Stored data entries
---+---

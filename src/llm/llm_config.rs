//! Model backend configuration: the `model` group of the system config.

use crate::config;
use serde::{Deserialize, Serialize};
use std::fmt;

#[derive(Debug, Clone, Copy, PartialEq, Eq, Serialize, Deserialize)]
#[serde(rename_all = "lowercase")]
pub enum ModelType {
    Ollama,
    #[serde(rename = "openai")]
    OpenAI,
    /// Any OpenAI-compatible endpoint reached through `api_base`.
    Other,
}

impl fmt::Display for ModelType {
    fn fmt(&self, f: &mut fmt::Formatter<'_>) -> fmt::Result {
        f.write_str(match self {
            ModelType::Ollama => "ollama",
            ModelType::OpenAI => "openai",
            ModelType::Other => "other",
        })
    }
}

#[derive(Debug, Clone, PartialEq, Serialize, Deserialize)]
pub struct ModelConfig {
    #[serde(default = "default_model_type")]
    pub model_type: ModelType,
    #[serde(default = "default_model_name")]
    pub model_name: String,
    #[serde(default, skip_serializing_if = "Option::is_none")]
    pub api_key: Option<String>,
    #[serde(default = "default_api_key_env")]
    pub api_key_env: Option<String>,
    /// Base URL. Defaults per backend when unset.
    #[serde(default, skip_serializing_if = "Option::is_none")]
    pub api_base: Option<String>,

    #[serde(default = "default_temperature")]
    pub temperature: f32,
    #[serde(default = "default_top_k")]
    pub top_k: u32,
    #[serde(default = "default_top_p")]
    pub top_p: f32,
    #[serde(default = "default_repeat_penalty")]
    pub repeat_penalty: f32,
    /// Maximum tokens to generate.
    #[serde(default = "default_num_predict")]
    pub num_predict: u32,
    #[serde(default, skip_serializing_if = "Vec::is_empty")]
    pub stop_sequences: Vec<String>,

    /// Number of most recent turns embedded in each prompt.
    #[serde(default = "default_history_window")]
    pub history_window: usize,
    #[serde(default = "default_timeout_secs")]
    pub timeout_secs: u64,
    #[serde(default = "default_max_retries")]
    pub max_retries: u32,
}

fn default_model_type() -> ModelType {
    ModelType::Ollama
}
fn default_model_name() -> String {
    "llama2".to_string()
}
fn default_api_key_env() -> Option<String> {
    Some("OPENAI_API_KEY".to_string())
}
fn default_temperature() -> f32 {
    0.7
}
fn default_top_k() -> u32 {
    40
}
fn default_top_p() -> f32 {
    0.9
}
fn default_repeat_penalty() -> f32 {
    1.1
}
fn default_num_predict() -> u32 {
    256
}
fn default_history_window() -> usize {
    10
}
fn default_timeout_secs() -> u64 {
    30
}
fn default_max_retries() -> u32 {
    2
}

impl Default for ModelConfig {
    fn default() -> Self {
        Self {
            model_type: default_model_type(),
            model_name: default_model_name(),
            api_key: None,
            api_key_env: default_api_key_env(),
            api_base: None,
            temperature: default_temperature(),
            top_k: default_top_k(),
            top_p: default_top_p(),
            repeat_penalty: default_repeat_penalty(),
            num_predict: default_num_predict(),
            stop_sequences: Vec::new(),
            history_window: default_history_window(),
            timeout_secs: default_timeout_secs(),
            max_retries: default_max_retries(),
        }
    }
}

pub const OLLAMA_DEFAULT_BASE: &str = "http://localhost:11434";
pub const OPENAI_DEFAULT_BASE: &str = "https://api.openai.com/v1";

impl ModelConfig {
    pub fn resolve_api_key(&self) -> Option<String> {
        config::resolve_api_key(&self.api_key, &self.api_key_env)
    }

    /// Base URL the adapter should talk to. `other` endpoints get `/v1`
    /// appended unless already present.
    pub fn base_url(&self) -> Option<String> {
        let configured = self
            .api_base
            .as_deref()
            .map(|s| s.trim().trim_end_matches('/'))
            .filter(|s| !s.is_empty());
        match self.model_type {
            ModelType::Ollama => Some(configured.unwrap_or(OLLAMA_DEFAULT_BASE).to_string()),
            ModelType::OpenAI => Some(configured.unwrap_or(OPENAI_DEFAULT_BASE).to_string()),
            ModelType::Other => configured.map(|base| {
                if base.ends_with("/v1") {
                    base.to_string()
                } else {
                    format!("{base}/v1")
                }
            }),
        }
    }

    /// The API key is never echoed back to clients.
    pub fn redacted(&self) -> Self {
        Self {
            api_key: self.api_key.as_ref().map(|_| config::REDACTED_KEY.to_string()),
            ..self.clone()
        }
    }

    /// Collect human-readable problems with this group.
    pub fn problems(&self) -> Vec<String> {
        let mut problems = Vec::new();
        if self.model_name.trim().is_empty() {
            problems.push("model.model_name must not be empty".to_string());
        }
        if !(0.0..=1.0).contains(&self.temperature) {
            problems.push(format!("model.temperature {} is outside [0, 1]", self.temperature));
        }
        if !(self.top_p > 0.0 && self.top_p <= 1.0) {
            problems.push(format!("model.top_p {} is outside (0, 1]", self.top_p));
        }
        if self.history_window == 0 {
            problems.push("model.history_window must be positive".to_string());
        }
        if self.timeout_secs == 0 {
            problems.push("model.timeout_secs must be positive".to_string());
        }
        match self.model_type {
            ModelType::OpenAI if self.resolve_api_key().is_none() => problems.push(format!(
                "model_type openai needs model.api_key or the {} environment variable",
                self.api_key_env.as_deref().unwrap_or("OPENAI_API_KEY")
            )),
            ModelType::Other if self.base_url().is_none() => {
                problems.push("model_type other needs model.api_base".to_string())
            }
            _ => {}
        }
        problems
    }
}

---+---

### ABOUT THIS TASK
Report all lines above with "Serialize".

### YOUR SOLUTION
use serde::{Deserialize, Serialize};
#[derive(Debug, Clone, Copy, PartialEq, Eq, Serialize, Deserialize)]
#[derive(Debug, Clone, PartialEq, Serialize, Deserialize)]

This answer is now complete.